Para o estudante Thiago Amorim, a publicação do artigo no periódico internacional vai trazer grandes benefícios para sua pesquisa e também em sua carreira acadêmica. Ele também fala sobre a importância da participação no grupo de pesquisa e o quanto isso enriquece sua formação.
“Fiquei muito feliz por fazer parte do grupo de pesquisa, pois tive a oportunidade de discutir sobre a temática das IST’s [Infecções Sexualmente Transmissíveis] com pessoas que estão bastante envolvidas na área. A aproximação com o grupo veio a partir do meu projeto de pesquisa que está dentro do escopo do tema, sob orientação do professor Márcio e, com certeza, essa publicação vai beneficiar tanto a minha pesquisa, quanto o Programa em que estou incluído, visto que a revista Nature é um periódico A1 de alcance internacional”, vibra Thiago.
O estudante Lucas Andrade, da UFS, também celebra a publicação dos resultados da pesquisa ao dizer que esse é um momento recompensador e emocionante. “Ver o esforço dedicado da nossa equipe reconhecido em um cenário global acrescentou uma dimensão especial a essa experiência. Esse reconhecimento não apenas valida a excelência do estudo, mas também amplifica significativamente seu impacto, possibilitando que as descobertas alcancem comunidades científicas ao redor do mundo”, classifica.

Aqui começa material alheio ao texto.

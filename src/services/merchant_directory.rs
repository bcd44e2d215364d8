//! Provider-merchant-id lookup.
//!
//! Some providers accept the platform's merchant identity alongside a
//! refund. The lookup is best-effort enrichment, not a precondition: a
//! failure here is logged and the refund proceeds without it.

use crate::gateway::http::RpcHttpClient;
use crate::refund::error::{RefundError, RefundResult};
use crate::refund::types::ProviderCode;
use async_trait::async_trait;
use serde::Deserialize;
use std::time::Duration;
use tracing::warn;
use uuid::Uuid;

#[async_trait]
pub trait MerchantDirectory: Send + Sync {
    async fn provider_merchant_id(
        &self,
        organization_id: Uuid,
        provider: ProviderCode,
    ) -> RefundResult<String>;
}

/// Run the directory lookup under the explicit best-effort policy: a
/// failure is logged and collapsed to `None` instead of propagating.
pub async fn best_effort_merchant_id(
    directory: &dyn MerchantDirectory,
    organization_id: Uuid,
    provider: ProviderCode,
) -> Option<String> {
    match directory
        .provider_merchant_id(organization_id, provider)
        .await
    {
        Ok(merchant_id) => Some(merchant_id),
        Err(e) => {
            warn!(
                organization_id = %organization_id,
                provider = %provider,
                error = %e,
                "provider merchant-id lookup failed, continuing without it"
            );
            None
        }
    }
}

#[derive(Debug, Clone)]
pub struct MerchantDirectoryConfig {
    pub base_url: String,
    pub api_key: String,
    pub timeout_secs: u64,
}

impl MerchantDirectoryConfig {
    pub fn from_env() -> RefundResult<Self> {
        let base_url =
            std::env::var("MERCHANT_DIRECTORY_BASE_URL").map_err(|_| RefundError::Validation {
                message: "MERCHANT_DIRECTORY_BASE_URL environment variable is required"
                    .to_string(),
                field: Some("MERCHANT_DIRECTORY_BASE_URL".to_string()),
            })?;
        let api_key =
            std::env::var("MERCHANT_DIRECTORY_API_KEY").map_err(|_| RefundError::Validation {
                message: "MERCHANT_DIRECTORY_API_KEY environment variable is required".to_string(),
                field: Some("MERCHANT_DIRECTORY_API_KEY".to_string()),
            })?;

        Ok(Self {
            base_url,
            api_key,
            timeout_secs: std::env::var("MERCHANT_DIRECTORY_TIMEOUT_SECS")
                .ok()
                .and_then(|v| v.parse::<u64>().ok())
                .unwrap_or(10),
        })
    }
}

pub struct HttpMerchantDirectory {
    config: MerchantDirectoryConfig,
    http: RpcHttpClient,
}

impl HttpMerchantDirectory {
    pub fn new(config: MerchantDirectoryConfig) -> RefundResult<Self> {
        let http = RpcHttpClient::new(Duration::from_secs(config.timeout_secs))?;
        Ok(Self { config, http })
    }

    pub fn from_env() -> RefundResult<Self> {
        Self::new(MerchantDirectoryConfig::from_env()?)
    }
}

#[derive(Debug, Deserialize)]
struct MerchantLookupResponse {
    merchant_id: String,
}

#[async_trait]
impl MerchantDirectory for HttpMerchantDirectory {
    async fn provider_merchant_id(
        &self,
        organization_id: Uuid,
        provider: ProviderCode,
    ) -> RefundResult<String> {
        let url = format!(
            "{}/organizations/{}/providers/{}/merchant",
            self.config.base_url,
            organization_id,
            provider.as_str()
        );

        let response: MerchantLookupResponse = self
            .http
            .request_json(reqwest::Method::GET, &url, Some(&self.config.api_key), None)
            .await
            .map_err(|e| RefundError::ProviderLookup {
                message: e.to_string(),
            })?;

        Ok(response.merchant_id)
    }
}
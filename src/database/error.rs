use crate::refund::error::RefundError;
use thiserror::Error;

#[derive(Debug, Clone, Error)]
#[error("{kind}")]
pub struct DatabaseError {
    kind: DatabaseErrorKind,
}

#[derive(Debug, Clone, Error)]
pub enum DatabaseErrorKind {
    #[error("Row not found")]
    NotFound,

    #[error("Database connection error: {message}")]
    Connection { message: String },

    #[error("Database query error: {message}")]
    Query { message: String },

    #[error("Database error: {message}")]
    Unknown { message: String },
}

impl DatabaseError {
    pub fn new(kind: DatabaseErrorKind) -> Self {
        Self { kind }
    }

    pub fn kind(&self) -> &DatabaseErrorKind {
        &self.kind
    }

    pub fn is_not_found(&self) -> bool {
        matches!(self.kind, DatabaseErrorKind::NotFound)
    }

    pub fn from_sqlx(error: sqlx::Error) -> Self {
        let kind = match &error {
            sqlx::Error::RowNotFound => DatabaseErrorKind::NotFound,
            sqlx::Error::PoolTimedOut | sqlx::Error::PoolClosed | sqlx::Error::Io(_) => {
                DatabaseErrorKind::Connection {
                    message: error.to_string(),
                }
            }
            _ => DatabaseErrorKind::Query {
                message: error.to_string(),
            },
        };
        Self { kind }
    }
}

impl From<DatabaseError> for RefundError {
    fn from(error: DatabaseError) -> Self {
        if error.is_not_found() {
            RefundError::ProviderLookup {
                message: "transaction not found".to_string(),
            }
        } else {
            RefundError::Unknown {
                message: error.to_string(),
            }
        }
    }
}
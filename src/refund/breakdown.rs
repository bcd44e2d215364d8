//! Processing-fee breakdown for a candidate refund amount.
//!
//! The platform keeps 2% of every refunded amount. The fee is rounded first
//! and the net derived by subtraction, so the fee is always the clean
//! 2%-rounded figure and the net absorbs any rounding remainder. Reversing
//! that order produces off-by-one-cent mismatches; do not.

use crate::refund::error::{RefundError, RefundResult};
use crate::refund::types::RefundBreakdown;
use rust_decimal::{Decimal, RoundingStrategy};

/// Platform processing-fee rate: 2% of the refunded amount, charged to the
/// merchant. A platform constant, not configurable per request.
pub const PROCESSING_FEE_RATE: Decimal = Decimal::from_parts(2, 0, 0, false, 2);

/// Compute the fee split for `requested` against the transaction's gross
/// amount. Pure; safe to call on every keystroke of an amount field.
pub fn compute_breakdown(requested: Decimal, gross: Decimal) -> RefundResult<RefundBreakdown> {
    if requested <= Decimal::ZERO {
        return Err(RefundError::AmountNotPositive);
    }
    if requested > gross {
        return Err(RefundError::AmountExceedsGross);
    }

    let processing_fee = round2(requested * PROCESSING_FEE_RATE);
    let net_amount = round2(requested - processing_fee);

    Ok(RefundBreakdown {
        processing_fee,
        net_amount,
    })
}

/// Parse a caller-supplied amount string. Anything that does not parse as a
/// finite decimal is reported the same way as a non-positive amount.
pub fn parse_amount(raw: &str) -> RefundResult<Decimal> {
    raw.trim()
        .parse::<Decimal>()
        .map_err(|_| RefundError::AmountNotPositive)
}

fn round2(value: Decimal) -> Decimal {
    value.round_dp_with_strategy(2, RoundingStrategy::MidpointAwayFromZero)
}
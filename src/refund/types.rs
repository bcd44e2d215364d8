use crate::refund::error::RefundError;
use rust_decimal::Decimal;
use serde::{Deserialize, Serialize};
use std::str::FromStr;
use uuid::Uuid;

/// Payment providers known to the platform.
///
/// The status quo: Wave is the only provider wired up for refunds. Orange
/// Money charges exist in the ledger but refunds for them have not been
/// built yet. Crypto settlements are final and can never be refunded.
#[derive(Debug, Clone, Copy, Serialize, Deserialize, PartialEq, Eq, Hash)]
#[serde(rename_all = "snake_case")]
pub enum ProviderCode {
    Wave,
    OrangeMoney,
    Crypto,
}

impl ProviderCode {
    pub fn as_str(&self) -> &'static str {
        match self {
            ProviderCode::Wave => "wave",
            ProviderCode::OrangeMoney => "orange_money",
            ProviderCode::Crypto => "crypto",
        }
    }

    /// Refund capability for this provider, as a closed union rather than
    /// string checks scattered across callers.
    pub fn refund_support(&self) -> RefundSupport {
        match self {
            ProviderCode::Wave => RefundSupport::Supported {
                requires_provider_reference: true,
            },
            ProviderCode::OrangeMoney => RefundSupport::NotYetSupported,
            ProviderCode::Crypto => RefundSupport::Never,
        }
    }
}

impl std::fmt::Display for ProviderCode {
    fn fmt(&self, f: &mut std::fmt::Formatter<'_>) -> std::fmt::Result {
        write!(f, "{}", self.as_str())
    }
}

impl FromStr for ProviderCode {
    type Err = RefundError;

    fn from_str(value: &str) -> Result<Self, Self::Err> {
        match value.trim().to_lowercase().as_str() {
            "wave" => Ok(ProviderCode::Wave),
            "orange_money" | "orange-money" | "om" => Ok(ProviderCode::OrangeMoney),
            "crypto" => Ok(ProviderCode::Crypto),
            _ => Err(RefundError::Validation {
                message: format!("unknown provider: {}", value),
                field: Some("provider".to_string()),
            }),
        }
    }
}

/// Whether and how a provider supports refunds through this service.
#[derive(Debug, Clone, Copy, PartialEq, Eq)]
pub enum RefundSupport {
    Supported { requires_provider_reference: bool },
    NotYetSupported,
    Never,
}

/// Transaction lifecycle states.
///
/// Closed and complete: `Expired` is a real state (abandoned checkouts) even
/// though only `Completed` transactions ever enter the refund flow.
#[derive(Debug, Clone, Copy, Serialize, Deserialize, PartialEq, Eq)]
#[serde(rename_all = "snake_case")]
pub enum TransactionStatus {
    Pending,
    Completed,
    Failed,
    Refunded,
    Expired,
}

impl TransactionStatus {
    pub fn as_str(&self) -> &'static str {
        match self {
            TransactionStatus::Pending => "pending",
            TransactionStatus::Completed => "completed",
            TransactionStatus::Failed => "failed",
            TransactionStatus::Refunded => "refunded",
            TransactionStatus::Expired => "expired",
        }
    }
}

impl FromStr for TransactionStatus {
    type Err = RefundError;

    fn from_str(value: &str) -> Result<Self, Self::Err> {
        match value.trim().to_lowercase().as_str() {
            "pending" => Ok(TransactionStatus::Pending),
            "completed" => Ok(TransactionStatus::Completed),
            "failed" => Ok(TransactionStatus::Failed),
            "refunded" => Ok(TransactionStatus::Refunded),
            "expired" => Ok(TransactionStatus::Expired),
            _ => Err(RefundError::Validation {
                message: format!("unknown transaction status: {}", value),
                field: Some("status".to_string()),
            }),
        }
    }
}

/// Read-only snapshot of a transaction as handed to the refund processor.
/// The transaction store owns the record; the processor never mutates it
/// directly.
#[derive(Debug, Clone, Serialize, Deserialize)]
pub struct Transaction {
    pub id: Uuid,
    pub organization_id: Uuid,
    pub gross_amount: Decimal,
    pub currency: String,
    pub status: TransactionStatus,
    pub provider: ProviderCode,
    pub provider_transaction_id: Option<String>,
    pub provider_checkout_id: Option<String>,
}

/// One refund attempt as requested by the caller. Not persisted as-is; the
/// attempt audit row is written by the processor.
#[derive(Debug, Clone, Deserialize)]
pub struct RefundRequest {
    pub transaction_id: Uuid,
    pub requested_amount: Decimal,
    pub reason: String,
}

/// Fee split for a candidate refund amount. The fee is always the cleanly
/// rounded 2% figure; the net absorbs any rounding remainder.
#[derive(Debug, Clone, Copy, Serialize, Deserialize, PartialEq, Eq)]
pub struct RefundBreakdown {
    pub processing_fee: Decimal,
    pub net_amount: Decimal,
}

/// Why a transaction is not (or is) eligible for refund.
#[derive(Debug, Clone, Copy, Serialize, Deserialize, PartialEq, Eq)]
#[serde(rename_all = "SCREAMING_SNAKE_CASE")]
pub enum EligibilityReason {
    Ok,
    NotCompleted,
    AlreadyRefunded,
    MissingProviderReference,
    ProviderNotSupported,
}

#[derive(Debug, Clone, Copy, Serialize, Deserialize, PartialEq, Eq)]
pub struct EligibilityResult {
    pub eligible: bool,
    pub reason: EligibilityReason,
}

impl EligibilityResult {
    pub fn ok() -> Self {
        Self {
            eligible: true,
            reason: EligibilityReason::Ok,
        }
    }

    pub fn blocked(reason: EligibilityReason) -> Self {
        Self {
            eligible: false,
            reason,
        }
    }
}

/// State machine for a single refund attempt. Terminal states are final;
/// there are no automatic retry transitions.
#[derive(Debug, Clone, Copy, Serialize, Deserialize, PartialEq, Eq)]
#[serde(rename_all = "snake_case")]
pub enum RefundAttemptState {
    Idle,
    Validating,
    ValidationFailed,
    Eligible,
    CallingGateway,
    GatewayFailed,
    GatewayOk,
    WritingLedger,
    LedgerFailed,
    Done,
}

impl RefundAttemptState {
    pub fn is_terminal(&self) -> bool {
        matches!(
            self,
            RefundAttemptState::ValidationFailed
                | RefundAttemptState::GatewayFailed
                | RefundAttemptState::LedgerFailed
                | RefundAttemptState::Done
        )
    }

    pub fn as_str(&self) -> &'static str {
        match self {
            RefundAttemptState::Idle => "idle",
            RefundAttemptState::Validating => "validating",
            RefundAttemptState::ValidationFailed => "validation_failed",
            RefundAttemptState::Eligible => "eligible",
            RefundAttemptState::CallingGateway => "calling_gateway",
            RefundAttemptState::GatewayFailed => "gateway_failed",
            RefundAttemptState::GatewayOk => "gateway_ok",
            RefundAttemptState::WritingLedger => "writing_ledger",
            RefundAttemptState::LedgerFailed => "ledger_failed",
            RefundAttemptState::Done => "done",
        }
    }
}

/// Result of a refund attempt returned to the caller.
#[derive(Debug, Clone, Serialize)]
pub struct RefundOutcome {
    pub success: bool,
    pub transaction_id: Uuid,
    pub breakdown: Option<RefundBreakdown>,
    pub gateway_reference: Option<String>,
    pub ledger_reference: Option<String>,
    pub failure_kind: Option<String>,
    pub failure_reason: Option<String>,
    pub terminal_state: RefundAttemptState,
}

Para Lucas, a pesquisa contribui de maneira significativa em torno da compreensão das interações entre a covid-19 e o HIV/Aids, o que fortalece ainda mais o papel do trabalho na promoção do conhecimento científico em escala internacional. Ele também destaca a importância de atuar em meio ao grupo de pesquisadores em prol deste estudo.
“Foi extremamente gratificante trabalhar em colaboração com grandes nomes da epidemiologia e contribuir para o desenvolvimento de um estudo inédito que contribui, não apenas para o avanço do conhecimento científico, mas também para embasar ações e políticas de saúde, fornecendo insights valiosos que podem orientar a implementação de estratégias para mitigar os efeitos da covid-19, nos programas de controle do HIV/Aids em todo território nacional”, celebra o estudante.
Já o professor Wagnner Porto, do ICBS, citou que a parceria com o professor Márcio Bezerra possibilitou o uso de ferramentas para a análise de variáveis que influenciam na execução dos programas de controle das doenças estudadas. “Inclusive, pudemos avaliar o impacto da pandemia de covid-19 em algumas endemias, mostrando à comunidade científica esses dados por meio de publicações em periódicos de alto impacto”, complementou o docente.